##### Information #####
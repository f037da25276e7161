//! Input reading: feed a log file (or stdin) into an analyzer line by line,
//! and load database-operation rows from a performance report.

use crate::dbops::{self, DbOpRow};
use crate::pipeline::Analyzer;
use std::io::{BufRead, Read};
use std::path::{Path, PathBuf};

/// Path that selects standard input.
pub const STDIN_PATH: &str = "-";

#[derive(Debug)]
pub enum IngestError {
    Open {
        path: PathBuf,
        source: std::io::Error,
    },
    Read {
        line: u64,
        source: std::io::Error,
    },
    Json {
        path: PathBuf,
        source: serde_json::Error,
    },
    NoDbData {
        path: PathBuf,
    },
}

impl std::fmt::Display for IngestError {
    fn fmt(&self, f: &mut std::fmt::Formatter<'_>) -> std::fmt::Result {
        match self {
            IngestError::Open { path, source } => {
                write!(f, "cannot open {}: {source}", path.display())
            }
            IngestError::Read { line, source } => {
                write!(f, "read error after line {line}: {source}")
            }
            IngestError::Json { path, source } => {
                write!(f, "invalid performance report {}: {source}", path.display())
            }
            IngestError::NoDbData { path } => {
                write!(f, "no DB data found in {}", path.display())
            }
        }
    }
}

impl std::error::Error for IngestError {
    fn source(&self) -> Option<&(dyn std::error::Error + 'static)> {
        match self {
            IngestError::Open { source, .. } | IngestError::Read { source, .. } => Some(source),
            IngestError::Json { source, .. } => Some(source),
            IngestError::NoDbData { .. } => None,
        }
    }
}

/// Open a path for line reading; `-` reads stdin.
pub fn open_input(path: &Path) -> Result<Box<dyn BufRead>, IngestError> {
    if path.as_os_str() == STDIN_PATH {
        return Ok(Box::new(std::io::stdin().lock()));
    }
    let file = std::fs::File::open(path).map_err(|e| IngestError::Open {
        path: path.to_path_buf(),
        source: e,
    })?;
    Ok(Box::new(std::io::BufReader::new(file)))
}

/// Feed every line of `reader` to the analyzer.
///
/// Lines are split on `\n` with a trailing `\r` removed. Invalid UTF-8 is
/// replaced rather than failing the run; such a line simply won't match.
pub fn feed_reader<R: BufRead>(mut reader: R, analyzer: &mut Analyzer<'_>) -> Result<(), IngestError> {
    let mut buf = Vec::new();
    let mut line_no = 0u64;
    loop {
        buf.clear();
        let n = reader
            .read_until(b'\n', &mut buf)
            .map_err(|e| IngestError::Read {
                line: line_no,
                source: e,
            })?;
        if n == 0 {
            break;
        }
        line_no += 1;

        let mut bytes = buf.as_slice();
        if let Some(rest) = bytes.strip_suffix(b"\n") {
            bytes = rest;
        }
        if let Some(rest) = bytes.strip_suffix(b"\r") {
            bytes = rest;
        }
        analyzer.feed(&String::from_utf8_lossy(bytes));
    }
    Ok(())
}

/// Open `path` and feed all of its lines to the analyzer.
pub fn feed_path(path: &Path, analyzer: &mut Analyzer<'_>) -> Result<(), IngestError> {
    let reader = open_input(path)?;
    tracing::debug!(path = %path.display(), "reading input");
    feed_reader(reader, analyzer)?;
    let lines = analyzer.lines();
    tracing::debug!(
        path = %path.display(),
        total = lines.total,
        unmatched = lines.unmatched,
        "finished input"
    );
    Ok(())
}

/// Load the `db` rows of a JSON performance report.
pub fn load_db_rows(path: &Path) -> Result<Vec<DbOpRow>, IngestError> {
    let mut reader = open_input(path)?;
    let mut text = String::new();
    reader
        .read_to_string(&mut text)
        .map_err(|e| IngestError::Read { line: 0, source: e })?;
    dbops::parse_performance_report(&text)
        .map_err(|e| IngestError::Json {
            path: path.to_path_buf(),
            source: e,
        })?
        .ok_or_else(|| IngestError::NoDbData {
            path: path.to_path_buf(),
        })
}
//! Per-key aggregation of records.
//!
//! Two modes:
//! - counting: every `add` bumps the bucket count (or adds a pre-aggregated
//!   count via `add_count`), no samples are kept.
//! - statistical: every `add` carries a numeric sample; count/sum/min/max
//!   update in O(1) and samples are retained for an exact median.
//!
//! Buckets merge associatively, so aggregators built over disjoint shards of
//! an input can be combined afterwards. The binary analyses one input in a
//! single pass, so the merge half of the API is only driven by tests.

use serde::Serialize;
use std::collections::HashMap;
use std::fmt;

#[derive(Debug, Clone, Copy, PartialEq, Eq, Serialize)]
#[serde(rename_all = "snake_case")]
pub enum Mode {
    Counting,
    Statistical,
}

#[derive(Debug, Clone, PartialEq)]
pub enum AggregateError {
    /// Statistical mode needs a sample on every add.
    MissingSample { key: String },
    NonFiniteSample { key: String, value: f64 },
    /// A bare count would break `count == samples.len()`.
    CountWithoutSample { key: String },
    CountOverflow { key: String },
    #[cfg_attr(not(test), allow(dead_code))]
    ModeMismatch { left: Mode, right: Mode },
}

impl fmt::Display for AggregateError {
    fn fmt(&self, f: &mut fmt::Formatter<'_>) -> fmt::Result {
        match self {
            AggregateError::MissingSample { key } => {
                write!(f, "no numeric sample for '{key}' in statistical mode")
            }
            AggregateError::NonFiniteSample { key, value } => {
                write!(f, "non-finite sample {value} for '{key}'")
            }
            AggregateError::CountWithoutSample { key } => {
                write!(f, "cannot add a bare count to '{key}' in statistical mode")
            }
            AggregateError::CountOverflow { key } => {
                write!(f, "occurrence count for '{key}' overflows")
            }
            AggregateError::ModeMismatch { left, right } => {
                write!(f, "cannot merge {left:?} aggregator with {right:?} aggregator")
            }
        }
    }
}

impl std::error::Error for AggregateError {}

/// Running aggregate for one key.
#[derive(Debug, Clone, Default, PartialEq)]
pub struct Bucket {
    count: u64,
    sum: f64,
    min: Option<f64>,
    max: Option<f64>,
    samples: Vec<f64>,
}

impl Bucket {
    pub fn count(&self) -> u64 {
        self.count
    }

    fn observe(&mut self, sample: f64) {
        self.count += 1;
        self.sum += sample;
        self.min = Some(self.min.map_or(sample, |m| m.min(sample)));
        self.max = Some(self.max.map_or(sample, |m| m.max(sample)));
        self.samples.push(sample);
    }
}

#[cfg_attr(not(test), allow(dead_code))]
impl Bucket {
    pub fn sum(&self) -> f64 {
        self.sum
    }

    pub fn min(&self) -> Option<f64> {
        self.min
    }

    pub fn max(&self) -> Option<f64> {
        self.max
    }

    pub fn samples(&self) -> &[f64] {
        &self.samples
    }

    /// Combine two buckets. Counts and sums add, extrema take the extreme of
    /// both, samples concatenate (`self` first). The count saturates;
    /// [`Aggregator::merge`] rejects overflowing merges before calling this.
    pub fn merge(mut self, other: Bucket) -> Bucket {
        self.count = self.count.saturating_add(other.count);
        self.sum += other.sum;
        self.min = match (self.min, other.min) {
            (Some(a), Some(b)) => Some(a.min(b)),
            (a, b) => a.or(b),
        };
        self.max = match (self.max, other.max) {
            (Some(a), Some(b)) => Some(a.max(b)),
            (a, b) => a.or(b),
        };
        self.samples.extend(other.samples);
        self
    }
}

/// Median of the samples, averaging the two central values for even lengths.
pub fn median(samples: &[f64]) -> Option<f64> {
    if samples.is_empty() {
        return None;
    }
    let mut sorted = samples.to_vec();
    sorted.sort_by(f64::total_cmp);
    let mid = sorted.len() / 2;
    if sorted.len() % 2 == 0 {
        Some((sorted[mid - 1] + sorted[mid]) / 2.0)
    } else {
        Some(sorted[mid])
    }
}

/// Finalized statistics for one key.
///
/// `average` and `median` are only present for statistical buckets that saw
/// at least one sample.
#[derive(Debug, Clone, PartialEq, Serialize)]
pub struct Summary {
    pub count: u64,
    pub sum: f64,
    pub min: Option<f64>,
    pub max: Option<f64>,
    pub average: Option<f64>,
    pub median: Option<f64>,
    #[serde(skip_serializing_if = "Vec::is_empty")]
    pub samples: Vec<f64>,
}

impl Summary {
    fn from_bucket(bucket: Bucket, mode: Mode) -> Self {
        let (average, median) = match mode {
            Mode::Statistical if bucket.count > 0 => (
                Some(bucket.sum / bucket.count as f64),
                median(&bucket.samples),
            ),
            _ => (None, None),
        };
        Summary {
            count: bucket.count,
            sum: bucket.sum,
            min: bucket.min,
            max: bucket.max,
            average,
            median,
            samples: bucket.samples,
        }
    }
}

/// Groups samples by key. Buckets are created on first use and never removed.
#[derive(Debug, Clone)]
pub struct Aggregator {
    mode: Mode,
    buckets: HashMap<String, Bucket>,
}

impl Aggregator {
    pub fn new(mode: Mode) -> Self {
        Self {
            mode,
            buckets: HashMap::new(),
        }
    }

    pub fn counting() -> Self {
        Self::new(Mode::Counting)
    }

    pub fn mode(&self) -> Mode {
        self.mode
    }

    pub fn len(&self) -> usize {
        self.buckets.len()
    }

    pub fn get(&self, key: &str) -> Option<&Bucket> {
        self.buckets.get(key)
    }

    fn bucket_mut(&mut self, key: &str) -> &mut Bucket {
        self.buckets.entry(key.to_string()).or_default()
    }

    /// Record one occurrence of `key`.
    ///
    /// In counting mode the sample is ignored. In statistical mode it is
    /// required and must be finite; on error the aggregator is unchanged.
    pub fn add(&mut self, key: &str, sample: Option<f64>) -> Result<(), AggregateError> {
        match self.mode {
            Mode::Counting => self.add_count(key, 1),
            Mode::Statistical => {
                let sample = sample.ok_or_else(|| AggregateError::MissingSample {
                    key: key.to_string(),
                })?;
                if !sample.is_finite() {
                    return Err(AggregateError::NonFiniteSample {
                        key: key.to_string(),
                        value: sample,
                    });
                }
                self.bucket_mut(key).observe(sample);
                Ok(())
            }
        }
    }

    /// Add an externally pre-aggregated occurrence count to `key`.
    ///
    /// Counting mode only. On error the aggregator is unchanged.
    pub fn add_count(&mut self, key: &str, n: u64) -> Result<(), AggregateError> {
        if self.mode == Mode::Statistical {
            return Err(AggregateError::CountWithoutSample {
                key: key.to_string(),
            });
        }
        let current = self.buckets.get(key).map_or(0, |b| b.count);
        let total = current
            .checked_add(n)
            .ok_or_else(|| AggregateError::CountOverflow {
                key: key.to_string(),
            })?;
        self.bucket_mut(key).count = total;
        Ok(())
    }

    /// Create an empty bucket for `key` so it is reported even when nothing
    /// is ever added to it.
    pub fn ensure(&mut self, key: &str) {
        self.bucket_mut(key);
    }

    /// Plain occurrence counts per key.
    pub fn counts(&self) -> HashMap<String, u64> {
        self.buckets
            .iter()
            .map(|(k, b)| (k.clone(), b.count))
            .collect()
    }

    pub fn finalize(self) -> HashMap<String, Summary> {
        let mode = self.mode;
        self.buckets
            .into_iter()
            .map(|(k, b)| (k, Summary::from_bucket(b, mode)))
            .collect()
    }
}

#[cfg_attr(not(test), allow(dead_code))]
impl Aggregator {
    pub fn is_empty(&self) -> bool {
        self.buckets.is_empty()
    }

    /// Combine another aggregator into this one, key by key. On error the
    /// aggregator is unchanged.
    pub fn merge(&mut self, other: Aggregator) -> Result<(), AggregateError> {
        if self.mode != other.mode {
            return Err(AggregateError::ModeMismatch {
                left: self.mode,
                right: other.mode,
            });
        }
        for (key, bucket) in &other.buckets {
            let current = self.buckets.get(key).map_or(0, |b| b.count);
            if current.checked_add(bucket.count).is_none() {
                return Err(AggregateError::CountOverflow { key: key.clone() });
            }
        }
        for (key, bucket) in other.buckets {
            let merged = match self.buckets.remove(&key) {
                Some(existing) => existing.merge(bucket),
                None => bucket,
            };
            self.buckets.insert(key, merged);
        }
        Ok(())
    }
}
#####
### [Work to complete]
What is the number of lines in these records that contain "average"? Reply with the number only.

### [Solution]
4